Sara mumbled an apology as she bumped into a gurney in the hallway. As usual, the rooms were overflowing and patients were stacked in the halls, some in beds, some sitting in wheelchairs, all looking more miserable than they probably had when they’d first arrived for treatment. Most of them had probably come here right after work because they couldn’t afford to miss a day’s wages. They saw Sara’s white coat and called to her, but she ignored them as she read through the chart.
Mary said, “I’ll catch up with you. She’s in three,” before letting herself get pulled away by an elderly woman on a stretcher.
Sara knocked on the open door of exam room 3—privacy: another perk afforded cops. A petite blonde woman was sitting on the edge of the bed, fully dressed and clearly irritated. Mary was good at her job, but a blind person could see that Faith Mitchell was unwell. She was as pale as the sheet on the bed; even from a distance, her skin looked clammy.

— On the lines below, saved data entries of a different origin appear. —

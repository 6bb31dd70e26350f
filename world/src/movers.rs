//! Authoritative mover state management utilities.

use std::collections::BTreeMap;

use gridlock_core::{
    CellCoord, CellPoint, Health, MoverId, MoverOutcome, MoverPhase, MoverSnapshot, RouteVersion,
    Speed,
};

/// Mover stored inside the world.
#[derive(Clone, Debug)]
pub(crate) struct Mover {
    pub(crate) id: MoverId,
    pub(crate) position: CellPoint,
    /// Cell last committed to grid occupancy.
    pub(crate) cell: CellCoord,
    pub(crate) phase: MoverPhase,
    pub(crate) route_index: usize,
    pub(crate) route_version: RouteVersion,
    pub(crate) speed: Speed,
    pub(crate) health: Health,
}

impl Mover {
    /// Creates a mover standing on the first route coordinate.
    pub(crate) fn spawn(
        id: MoverId,
        start: CellCoord,
        route_version: RouteVersion,
        speed: Speed,
        health: Health,
    ) -> Self {
        Self {
            id,
            position: CellPoint::from_cell(start),
            cell: start,
            phase: MoverPhase::FollowingRoute,
            route_index: 0,
            route_version,
            speed,
            health,
        }
    }

    pub(crate) fn snapshot(&self) -> MoverSnapshot {
        MoverSnapshot {
            id: self.id,
            position: self.position,
            cell: self.cell,
            phase: self.phase.clone(),
            route_index: self.route_index,
            route_version: self.route_version,
            speed: self.speed,
            health: self.health,
        }
    }

    fn outcome(&self) -> Option<MoverOutcome> {
        match self.phase {
            MoverPhase::Dead => Some(MoverOutcome::Killed),
            MoverPhase::Arrived => Some(MoverOutcome::Arrived),
            MoverPhase::FollowingRoute | MoverPhase::Detouring(_) => None,
        }
    }
}

/// Registry that stores movers and manages identifier allocation.
#[derive(Debug)]
pub(crate) struct MoverRegistry {
    entries: BTreeMap<MoverId, Mover>,
    next_mover_id: MoverId,
}

impl MoverRegistry {
    /// Creates an empty mover registry with a reset identifier counter.
    pub(crate) fn new() -> Self {
        Self {
            entries: BTreeMap::new(),
            next_mover_id: MoverId::new(0),
        }
    }

    /// Allocates the next identifier and stores the mover built from it.
    pub(crate) fn spawn(
        &mut self,
        start: CellCoord,
        route_version: RouteVersion,
        speed: Speed,
        health: Health,
    ) -> MoverId {
        let id = self.next_mover_id;
        self.next_mover_id = MoverId::new(id.get().saturating_add(1));
        let _ = self
            .entries
            .insert(id, Mover::spawn(id, start, route_version, speed, health));
        id
    }

    pub(crate) fn get(&self, id: MoverId) -> Option<&Mover> {
        self.entries.get(&id)
    }

    pub(crate) fn get_mut(&mut self, id: MoverId) -> Option<&mut Mover> {
        self.entries.get_mut(&id)
    }

    pub(crate) fn iter(&self) -> impl Iterator<Item = &Mover> {
        self.entries.values()
    }

    /// Drops every dead or arrived mover, reporting each in ascending id order.
    pub(crate) fn remove_finished(&mut self) -> Vec<(MoverId, MoverOutcome)> {
        let finished: Vec<(MoverId, MoverOutcome)> = self
            .entries
            .values()
            .filter_map(|mover| mover.outcome().map(|outcome| (mover.id, outcome)))
            .collect();
        for (id, _) in &finished {
            let _ = self.entries.remove(id);
        }
        finished
    }
}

Her husband did not seem to be helping matters as he paced the room. He was an attractive man, well over six feet, with sandy blond hair cut close to his head. A jagged scar ran down the side of his face, probably from a childhood accident where his jaw slid across the asphalt under his bicycle or along the hard-packed dirt to home plate. He was thin and lean, probably a runner, and his three-piece suit showed the broad chest and shoulders of someone who spent a lot of time in the gym.